··· EXERCISE DATA

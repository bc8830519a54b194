//! Werkzeug-Aufrufe der Reasoning-Engine
//!
//! Ein Aufruf sendet `tool.call` an den Client und wartet auf das passende
//! `tool.result`. Der Orchestrierungsschritt ruht bis dahin; bei Zeitlimit
//! oder Barge-in wird der offene Aufruf verworfen.

use std::sync::atomic::{AtomicU64, Ordering};
use std::time::Duration;

use callbridge_core::timeline::art;
use callbridge_core::{CallId, TimelineStore};
use callbridge_protocol::OutboundMessage;
use dashmap::DashMap;
use serde_json::Value;
use tokio::sync::{mpsc, oneshot};

use crate::provider::{ProviderError, ProviderResult};

pub struct ToolBroker {
    call_id: CallId,
    ausgang: mpsc::Sender<OutboundMessage>,
    timeline: TimelineStore,
    offen: DashMap<String, oneshot::Sender<Value>>,
    timeout_ms: AtomicU64,
}

impl ToolBroker {
    pub fn neu(
        call_id: CallId,
        ausgang: mpsc::Sender<OutboundMessage>,
        timeline: TimelineStore,
        timeout: Duration,
    ) -> Self {
        Self {
            call_id,
            ausgang,
            timeline,
            offen: DashMap::new(),
            timeout_ms: AtomicU64::new(timeout.as_millis() as u64),
        }
    }

    pub fn timeout_setzen(&self, timeout: Duration) {
        self.timeout_ms
            .store(timeout.as_millis() as u64, Ordering::Relaxed);
    }

    /// Ruft ein Werkzeug beim Client auf und wartet auf das Ergebnis
    pub async fn aufrufen(&self, name: &str, arguments: Value) -> ProviderResult<Value> {
        let id = uuid::Uuid::new_v4().to_string();
        let (tx, rx) = oneshot::channel();
        self.offen.insert(id.clone(), tx);

        self.timeline.anhaengen(
            &self.call_id,
            art::TOOL_CALL,
            serde_json::json!({ "id": id, "name": name }),
        );
        tracing::debug!(call_id = %self.call_id, tool = name, id = %id, "Werkzeug-Aufruf");

        let aufruf = OutboundMessage::ToolCall {
            id: id.clone(),
            name: name.to_string(),
            arguments,
        };
        if self.ausgang.send(aufruf).await.is_err() {
            self.offen.remove(&id);
            return Err(ProviderError::Abgebrochen);
        }

        let ms = self.timeout_ms.load(Ordering::Relaxed);
        let ergebnis = tokio::time::timeout(Duration::from_millis(ms), rx).await;
        self.offen.remove(&id);
        match ergebnis {
            Ok(Ok(wert)) => Ok(wert),
            Ok(Err(_)) => Err(ProviderError::Abgebrochen),
            Err(_) => {
                tracing::warn!(call_id = %self.call_id, tool = name, id = %id, "Werkzeug-Zeitlimit");
                Err(ProviderError::Zeitlimit { provider: "tool", ms })
            }
        }
    }

    /// Liefert ein `tool.result`; `false` fuer unbekannte oder abgelaufene IDs
    pub fn ergebnis(&self, id: &str, result: Value) -> bool {
        match self.offen.remove(id) {
            Some((_, tx)) => tx.send(result).is_ok(),
            None => false,
        }
    }

    /// Verwirft alle offenen Aufrufe
    pub fn abbrechen(&self) {
        self.offen.clear();
    }

    pub fn offene(&self) -> usize {
        self.offen.len()
    }
}

#[cfg(test)]
mod tests {
    use super::*;
    use std::sync::Arc;

    fn broker(timeout_ms: u64) -> (Arc<ToolBroker>, mpsc::Receiver<OutboundMessage>, TimelineStore) {
        let (tx, rx) = mpsc::channel(8);
        let (timeline, _zustellung) = TimelineStore::neu(8);
        let b = ToolBroker::neu(
            CallId::neu("c1"),
            tx,
            timeline.clone(),
            Duration::from_millis(timeout_ms),
        );
        (Arc::new(b), rx, timeline)
    }

    #[tokio::test]
    async fn aufruf_und_ergebnis() {
        let (b, mut rx, timeline) = broker(1_000);
        let aufrufer = Arc::clone(&b);
        let task = tokio::spawn(async move {
            aufrufer
                .aufrufen("lookup", serde_json::json!({"kunde": 7}))
                .await
        });

        let id = match rx.recv().await.unwrap() {
            OutboundMessage::ToolCall { id, name, .. } => {
                assert_eq!(name, "lookup");
                id
            }
            andere => panic!("unerwartet: {andere:?}"),
        };
        assert!(!b.ergebnis("unbekannt", Value::Null));
        assert!(b.ergebnis(&id, serde_json::json!({"status": "gold"})));

        let wert = task.await.unwrap().unwrap();
        assert_eq!(wert["status"], "gold");
        assert_eq!(b.offene(), 0);
        assert_eq!(timeline.timeline(&CallId::neu("c1"))[0].kind, art::TOOL_CALL);
    }

    #[tokio::test(start_paused = true)]
    async fn zeitlimit() {
        let (b, _rx, _timeline) = broker(500);
        let e = b.aufrufen("lookup", Value::Null).await.unwrap_err();
        assert_eq!(
            e,
            ProviderError::Zeitlimit {
                provider: "tool",
                ms: 500
            }
        );
        assert_eq!(b.offene(), 0);
    }
}
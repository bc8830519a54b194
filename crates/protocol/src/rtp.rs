//! RTP-Paketformat (RFC 3550)
//!
//! ## Header-Layout (12 Bytes, big-endian)
//!
//! ```text
//!  0                   1                   2                   3
//! +-+-+-+-+-+-+-+-+-+-+-+-+-+-+-+-+-+-+-+-+-+-+-+-+-+-+-+-+-+-+-+-+
//! |V=2|P|X|  CC   |M|     PT      |       sequence number         |
//! +-+-+-+-+-+-+-+-+-+-+-+-+-+-+-+-+-+-+-+-+-+-+-+-+-+-+-+-+-+-+-+-+
//! |                           timestamp                           |
//! +-+-+-+-+-+-+-+-+-+-+-+-+-+-+-+-+-+-+-+-+-+-+-+-+-+-+-+-+-+-+-+-+
//! |                             SSRC                              |
//! +-+-+-+-+-+-+-+-+-+-+-+-+-+-+-+-+-+-+-+-+-+-+-+-+-+-+-+-+-+-+-+-+
//! ```
//!
//! CSRC-Liste und Header-Extension werden beim Dekodieren uebersprungen,
//! Padding wird entfernt. Beim Kodieren werden beide nie geschrieben.

use thiserror::Error;

/// Laenge des festen RTP-Headers in Bytes
pub const RTP_HEADER_SIZE: usize = 12;

/// Einzige unterstuetzte RTP-Version
pub const RTP_VERSION: u8 = 2;

/// Fehler beim Parsen eines RTP-Pakets
#[derive(Debug, Clone, PartialEq, Eq, Error)]
pub enum RtpError {
    #[error("Paket zu kurz: {0} Bytes")]
    ZuKurz(usize),

    #[error("Unbekannte RTP-Version: {0}")]
    FalscheVersion(u8),

    #[error("CSRC-Liste oder Extension ueberschreitet Paketlaenge")]
    UngueltigeErweiterung,

    #[error("Ungueltiges Padding: {0} Bytes")]
    UngueltigesPadding(u8),
}

/// Fester RTP-Header
#[derive(Debug, Clone, Copy, PartialEq, Eq)]
pub struct RtpHeader {
    pub version: u8,
    pub padding: bool,
    pub extension: bool,
    pub csrc_count: u8,
    pub marker: bool,
    pub payload_type: u8,
    pub sequence: u16,
    pub timestamp: u32,
    pub ssrc: u32,
}

impl RtpHeader {
    /// Header fuer ein ausgehendes Paket ohne Padding/CSRC/Extension
    pub fn neu(payload_type: u8, sequence: u16, timestamp: u32, ssrc: u32) -> Self {
        Self {
            version: RTP_VERSION,
            padding: false,
            extension: false,
            csrc_count: 0,
            marker: false,
            payload_type: payload_type & 0x7F,
            sequence,
            timestamp,
            ssrc,
        }
    }
}

/// RTP-Paket mit Header und Codec-Payload
#[derive(Debug, Clone, PartialEq, Eq)]
pub struct RtpPacket {
    pub header: RtpHeader,
    pub payload: Vec<u8>,
}

impl RtpPacket {
    /// Parst ein RTP-Paket aus einem UDP-Datagramm
    pub fn decode(buf: &[u8]) -> Result<Self, RtpError> {
        if buf.len() < RTP_HEADER_SIZE {
            return Err(RtpError::ZuKurz(buf.len()));
        }

        let version = buf[0] >> 6;
        if version != RTP_VERSION {
            return Err(RtpError::FalscheVersion(version));
        }

        let header = RtpHeader {
            version,
            padding: buf[0] & 0x20 != 0,
            extension: buf[0] & 0x10 != 0,
            csrc_count: buf[0] & 0x0F,
            marker: buf[1] & 0x80 != 0,
            payload_type: buf[1] & 0x7F,
            sequence: u16::from_be_bytes([buf[2], buf[3]]),
            timestamp: u32::from_be_bytes([buf[4], buf[5], buf[6], buf[7]]),
            ssrc: u32::from_be_bytes([buf[8], buf[9], buf[10], buf[11]]),
        };

        let mut start = RTP_HEADER_SIZE + 4 * header.csrc_count as usize;
        if start > buf.len() {
            return Err(RtpError::UngueltigeErweiterung);
        }

        if header.extension {
            // Extension-Header: 16 Bit Profil + 16 Bit Laenge in 32-Bit-Worten
            if start + 4 > buf.len() {
                return Err(RtpError::UngueltigeErweiterung);
            }
            let worte = u16::from_be_bytes([buf[start + 2], buf[start + 3]]) as usize;
            start += 4 + 4 * worte;
            if start > buf.len() {
                return Err(RtpError::UngueltigeErweiterung);
            }
        }

        let mut ende = buf.len();
        if header.padding {
            let padding = buf[buf.len() - 1];
            if padding == 0 || ende - start < padding as usize {
                return Err(RtpError::UngueltigesPadding(padding));
            }
            ende -= padding as usize;
        }

        Ok(Self {
            header,
            payload: buf[start..ende].to_vec(),
        })
    }

    /// Serialisiert das Paket (ohne CSRC, Extension und Padding)
    pub fn encode(&self) -> Vec<u8> {
        let h = &self.header;
        let mut buf = Vec::with_capacity(RTP_HEADER_SIZE + self.payload.len());
        buf.push(RTP_VERSION << 6);
        buf.push(((h.marker as u8) << 7) | (h.payload_type & 0x7F));
        buf.extend_from_slice(&h.sequence.to_be_bytes());
        buf.extend_from_slice(&h.timestamp.to_be_bytes());
        buf.extend_from_slice(&h.ssrc.to_be_bytes());
        buf.extend_from_slice(&self.payload);
        buf
    }
}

······

WHAT YOU SHOULD DO ▸
Each line in the listing where the word "timestamp" is found is to be copied.

COMPLETED TASK ▸
//! |                           timestamp                           |
    pub timestamp: u32,
    pub fn neu(payload_type: u8, sequence: u16, timestamp: u32, ssrc: u32) -> Self {
            timestamp,
            timestamp: u32::from_be_bytes([buf[4], buf[5], buf[6], buf[7]]),
        buf.extend_from_slice(&h.timestamp.to_be_bytes());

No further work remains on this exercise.